Task statement:
Across the entries below, the lines containing "between" should be counted and only their number returned.
Segment Start: Exercise data
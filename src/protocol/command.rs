//! Marionette command definitions.
//!
//! Commands are a closed set of verbs. Each one knows its wire name and
//! builds its own parameter object; [`Request`](super::Request) pairs a
//! command with its [`CommandId`](crate::identifiers::CommandId).
//!
//! # Command Groups
//!
//! | Group | Commands |
//! |-------|----------|
//! | Session | `NewSession`, `DeleteSession`, `Quit`, context get/set |
//! | Navigation | `Navigate`, `Back`, `Forward`, `Refresh`, url, title, source |
//! | Element | find, click, clear, send keys, text, attribute, state, rect |
//! | Script | `ExecuteScript`, `ExecuteAsyncScript` |
//! | Window | frames, handles, rect, new/close window |
//! | Misc | timeouts, cookies, screenshot |

// ============================================================================
// Imports
// ============================================================================

use serde::{Deserialize, Serialize};
use serde_json::{Map, Value, json};

use crate::identifiers::{ElementId, WindowHandle};

// ============================================================================
// Constants
// ============================================================================

/// Key under which W3C element references are serialized.
pub const ELEMENT_KEY: &str = "element-6066-11e4-a52e-4f735466cecf";

/// Legacy element reference key still emitted by older Marionette servers.
pub const LEGACY_ELEMENT_KEY: &str = "ELEMENT";

// ============================================================================
// Supporting Types
// ============================================================================

/// Execution context for scripts and navigation.
#[derive(Debug, Clone, Copy, PartialEq, Eq, Hash, Default)]
pub enum Context {
    /// No context selected yet.
    #[default]
    None,
    /// Privileged browser chrome.
    Chrome,
    /// Web content of the current browsing context.
    Content,
}

impl Context {
    /// Returns the wire token, or `None` for [`Context::None`].
    #[inline]
    #[must_use]
    pub fn as_wire(self) -> Option<&'static str> {
        match self {
            Self::None => None,
            Self::Chrome => Some("chrome"),
            Self::Content => Some("content"),
        }
    }

    /// Parses a wire token.
    #[must_use]
    pub fn from_wire(value: &str) -> Self {
        match value {
            "chrome" => Self::Chrome,
            "content" => Self::Content,
            _ => Self::None,
        }
    }
}
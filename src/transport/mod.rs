//! TCP transport layer.
//!
//! This module carries framed messages between the local end (Rust) and the
//! remote end (the Marionette server inside Firefox).
//!
//! # Architecture
//!
//! ```text
//! ┌─────────────────┐                              ┌─────────────────┐
//! │  Session (Rust) │                              │  Firefox        │
//! │                 │         TCP (framed)         │                 │
//! │  Client         │◄────────────────────────────►│  Marionette     │
//! │  → Connection   │      localhost:2828          │  server         │
//! └─────────────────┘                              └─────────────────┘
//! ```
//!
//! # Connection Lifecycle
//!
//! 1. `Connection::connect` - Dial with bounded retries, start I/O loops
//! 2. `Client::new` - Start dispatching responses and events
//! 3. `Client::send` - Correlate commands with their responses
//! 4. `Client::shutdown` - Close the socket, fail pending requests
//!
//! # Modules
//!
//! | Module | Description |
//! |--------|-------------|
//! | `connection` | TCP connection and send/receive loops |
//! | `client` | Request correlation and event dispatch |

// ============================================================================
// Submodules
// ============================================================================

/// TCP connection and I/O loops.
pub mod connection;

/// Request correlation client.
pub mod client;

#[cfg(test)]
pub(crate) mod stub;

// ============================================================================
// Re-exports
// ============================================================================

pub use client::Client;
pub use connection::{
    ConnectOptions, Connection, ConnectionState, DEFAULT_CONNECT_ATTEMPTS, DEFAULT_RETRY_DELAY,
    TransportEvent, TransportEvents,
};
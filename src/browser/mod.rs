//! Browser automation module.
//!
//! | Type | Description |
//! |------|-------------|
//! | [`Session`] | Marionette session (navigation, scripts, windows) |
//! | [`Element`] | DOM element reference |
//! | [`By`] | Element locator |
//! | [`EventChannel`] | Secondary push-event connection |
//!
//! # Example
//!
//! ```no_run
//! use firefox_marionette::{By, Driver, Key, Result};
//!
//! # async fn example() -> Result<()> {
//! let browser = Driver::builder().build()?.connect().await?;
//! let session = browser.session();
//!
//! session.navigate("https://example.com").await?;
//! let search = session.find_element(By::name("q")).await?;
//! search.send_keys("marionette").await?;
//! search.press(Key::Enter).await?;
//! # Ok(())
//! # }
//! ```

// ============================================================================
// Submodules
// ============================================================================

/// DOM element interaction.
pub mod element;

/// Secondary event channel.
pub mod events;

/// WebDriver key codepoints.
pub mod keyboard;

/// Element locators.
pub mod selector;

/// Marionette session driver.
pub mod session;

/// Session timeouts.
pub mod timeouts;

/// Element lookup wait.
pub mod wait;

// ============================================================================
// Re-exports
// ============================================================================

pub use element::Element;
pub use events::{EVENT_PORT_OFFSET, EventChannel, EventChannelOptions};
pub use keyboard::Key;
pub use selector::By;
pub use session::{Script, Session};
pub use timeouts::{TimeoutKind, Timeouts};
pub use wait::{ElementLookup, FindOptions, LookupMode, POLL_INTERVAL, wait_for_elements};

// Re-export Cookie from protocol for convenience
pub use crate::protocol::Cookie;
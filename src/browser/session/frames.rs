//! Frame and window switching methods.

use serde_json::Value;
use tracing::debug;

use crate::browser::Element;
use crate::error::{Error, Result};
use crate::identifiers::WindowHandle;
use crate::protocol::{Command, FrameTarget, WindowKind, WindowRect};

use super::Session;

// ============================================================================
// Session - Frames
// ============================================================================

impl Session {
    /// Switches to a child frame, or back to the top document.
    ///
    /// # Example
    ///
    /// ```ignore
    /// use firefox_marionette::FrameTarget;
    ///
    /// session.switch_to_frame(FrameTarget::Index(0)).await?;
    /// // ...
    /// session.switch_to_frame(FrameTarget::Top).await?;
    /// ```
    pub async fn switch_to_frame(&self, target: FrameTarget) -> Result<()> {
        debug!(?target, "Switching frame");
        self.call(Command::SwitchToFrame { target }).await?;
        Ok(())
    }

    /// Switches to the frame owned by an `<iframe>` element.
    pub async fn switch_to_frame_element(&self, frame: &Element) -> Result<()> {
        self.switch_to_frame(FrameTarget::Element(frame.id().clone()))
            .await
    }

    /// Switches to the parent of the current frame.
    pub async fn switch_to_parent_frame(&self) -> Result<()> {
        debug!("Switching to parent frame");
        self.call(Command::SwitchToParentFrame).await?;
        Ok(())
    }
}

// ============================================================================
// Session - Windows
// ============================================================================

impl Session {
    /// Returns the handle of the current window.
    pub async fn window_handle(&self) -> Result<WindowHandle> {
        let value = self.call(Command::GetWindowHandle).await?;
        parse_handle(&value)
    }

    /// Returns the handles of all open windows.
    pub async fn window_handles(&self) -> Result<Vec<WindowHandle>> {
        let value = self.call(Command::GetWindowHandles).await?;
        match value {
            Value::Array(items) => items.iter().map(parse_handle).collect(),
            other => Err(Error::protocol(format!(
                "Expected handle array, got {other}"
            ))),
        }
    }

    /// Switches to another window.
    pub async fn switch_to_window(&self, handle: &WindowHandle) -> Result<()> {
        debug!(handle = %handle, "Switching window");
        self.call(Command::SwitchToWindow {
            handle: handle.clone(),
        })
        .await?;
        Ok(())
    }

    /// Opens a new tab or window and returns its handle.
    ///
    /// The current window stays selected.
    pub async fn new_window(&self, kind: WindowKind) -> Result<WindowHandle> {
        let value = self.call(Command::NewWindow { kind }).await?;
        let handle = value
            .get("handle")
            .map_or_else(|| parse_handle(&value), parse_handle)?;
        debug!(handle = %handle, ?kind, "Window opened");
        Ok(handle)
    }

    /// Closes the current window and returns the remaining handles.
    pub async fn close_window(&self) -> Result<Vec<WindowHandle>> {
        debug!("Closing window");
        let value = self.call(Command::CloseWindow).await?;
        Ok(value
            .as_array()
            .map(|items| items.iter().filter_map(|v| parse_handle(v).ok()).collect())
            .unwrap_or_default())
    }

    /// Returns the window position and size.
    pub async fn window_rect(&self) -> Result<WindowRect> {
        let value = self.call(Command::GetWindowRect).await?;
        Ok(serde_json::from_value(value)?)
    }

    /// Moves and resizes the window, returning the applied rect.
    pub async fn set_window_rect(&self, rect: WindowRect) -> Result<WindowRect> {
        let value = self.call(Command::SetWindowRect { rect }).await?;
        Ok(serde_json::from_value(value)?)
    }

    /// Maximizes the window, returning the resulting rect.
    pub async fn maximize_window(&self) -> Result<WindowRect> {
        let value = self.call(Command::MaximizeWindow).await?;
        Ok(serde_json::from_value(value)?)
    }
}

// ============================================================================
// Helper Functions
// ============================================================================

fn parse_handle(value: &Value) -> Result<WindowHandle> {
    value
        .as_str()
        .map(WindowHandle::new)
        .ok_or_else(|| Error::protocol(format!("Expected window handle, got {value}")))
}

// ============================================================================
// Tests
// ============================================================================
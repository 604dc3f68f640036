//! Core Session struct, lifecycle and low-level command access.

use std::fmt;
use std::sync::Arc;
use std::time::Duration;

use parking_lot::Mutex;
use serde_json::Value;
use tokio_util::sync::CancellationToken;
use tracing::{debug, info, warn};

use crate::error::{Error, Result};
use crate::identifiers::CommandId;
use crate::protocol::{Command, Context, Reply, Request, Status};
use crate::transport::Client;

// ============================================================================
// Types
// ============================================================================

/// Internal shared state for a session.
pub(crate) struct SessionInner {
    /// Correlation client on the primary connection.
    pub client: Client,
    /// Context the remote end is known to be in.
    pub context: Mutex<Context>,
    /// Fallback deadline for element lookups.
    pub implicit_wait: Mutex<Duration>,
    /// Id assigned by `WebDriver:NewSession`.
    pub session_id: Mutex<Option<String>>,
    /// Capabilities returned by `WebDriver:NewSession`.
    pub capabilities: Mutex<Value>,
}

// ============================================================================
// Session
// ============================================================================

/// A handle to a Marionette session.
///
/// Every method may be called concurrently; each call gets its own command
/// id. The protocol has no page-level locking, so ordering between e.g. a
/// navigation and a lookup is up to the caller.
#[derive(Clone)]
pub struct Session {
    pub(crate) inner: Arc<SessionInner>,
}

impl fmt::Debug for Session {
    fn fmt(&self, f: &mut fmt::Formatter<'_>) -> fmt::Result {
        f.debug_struct("Session")
            .field("session_id", &*self.inner.session_id.lock())
            .field("context", &self.context())
            .finish_non_exhaustive()
    }
}

impl Session {
    /// Wraps a client without starting a remote session.
    #[must_use]
    pub fn new(client: Client) -> Self {
        Self {
            inner: Arc::new(SessionInner {
                client,
                context: Mutex::new(Context::None),
                implicit_wait: Mutex::new(Duration::ZERO),
                session_id: Mutex::new(None),
                capabilities: Mutex::new(Value::Null),
            }),
        }
    }

    /// Wraps a client and issues `WebDriver:NewSession`.
    ///
    /// # Errors
    ///
    /// See [`Session::start_session`].
    pub async fn start(client: Client, capabilities: Value) -> Result<Self> {
        let session = Self::new(client);
        session.start_session(capabilities).await?;
        Ok(session)
    }
}
//! Connected browser handle.

// ============================================================================
// Imports
// ============================================================================

use std::fmt;
use std::sync::Arc;

use parking_lot::Mutex;
use tracing::{debug, warn};

use crate::browser::{EventChannel, Session};
use crate::protocol::Listener;

use super::launcher::BrowserProcess;

// ============================================================================
// Types
// ============================================================================

struct BrowserInner {
    session: Session,
    event_channel: Option<EventChannel>,
    process: Mutex<Option<Box<dyn BrowserProcess>>>,
}

// ============================================================================
// Browser
// ============================================================================

/// A browser with an established session.
///
/// Returned by [`Driver::connect`](super::Driver::connect). Without an
/// event channel, listeners only see events sent on the primary
/// connection.
#[derive(Clone)]
pub struct Browser {
    inner: Arc<BrowserInner>,
}

impl fmt::Debug for Browser {
    fn fmt(&self, f: &mut fmt::Formatter<'_>) -> fmt::Result {
        f.debug_struct("Browser")
            .field("session", &self.inner.session)
            .field("event_channel", &self.inner.event_channel)
            .finish_non_exhaustive()
    }
}

impl Browser {
    pub(crate) fn new(
        session: Session,
        event_channel: Option<EventChannel>,
        process: Option<Box<dyn BrowserProcess>>,
    ) -> Self {
        Self {
            inner: Arc::new(BrowserInner {
                session,
                event_channel,
                process: Mutex::new(process),
            }),
        }
    }

    /// Returns the session.
    #[inline]
    #[must_use]
    pub fn session(&self) -> &Session {
        &self.inner.session
    }

    /// Returns the event channel, `None` in reduced mode.
    #[inline]
    #[must_use]
    pub fn event_channel(&self) -> Option<&EventChannel> {
        self.inner.event_channel.as_ref()
    }

    /// Registers a listener for events routed to `key`.
    ///
    /// Returns `false` if that exact pair was already registered.
    pub fn subscribe(&self, key: impl Into<String>, listener: &Listener) -> bool {
        self.inner.session.client().subscriptions().subscribe(key, listener)
    }

    /// Removes a listener from every key; returns the number removed.
    pub fn unsubscribe(&self, listener: &Listener) -> usize {
        self.inner.session.client().subscriptions().unsubscribe(listener)
    }

    /// Tears everything down.
    ///
    /// Ends the session (best effort), closes both connections, then closes
    /// the launched process. Errors are logged, not returned.
    pub async fn close(&self) {
        let session = &self.inner.session;

        if session.client().is_connected()
            && let Err(e) = session.end().await
        {
            warn!(error = %e, "Failed to end session");
        }

        if let Some(channel) = &self.inner.event_channel {
            channel.shutdown().await;
        }
        session.client().shutdown().await;

        let process = self.inner.process.lock().take();
        if let Some(mut process) = process
            && let Err(e) = process.close().await
        {
            warn!(error = %e, "Failed to close browser process");
        }

        debug!("Browser closed");
    }
}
Segment End: Exercise data
Response for this exercise:
2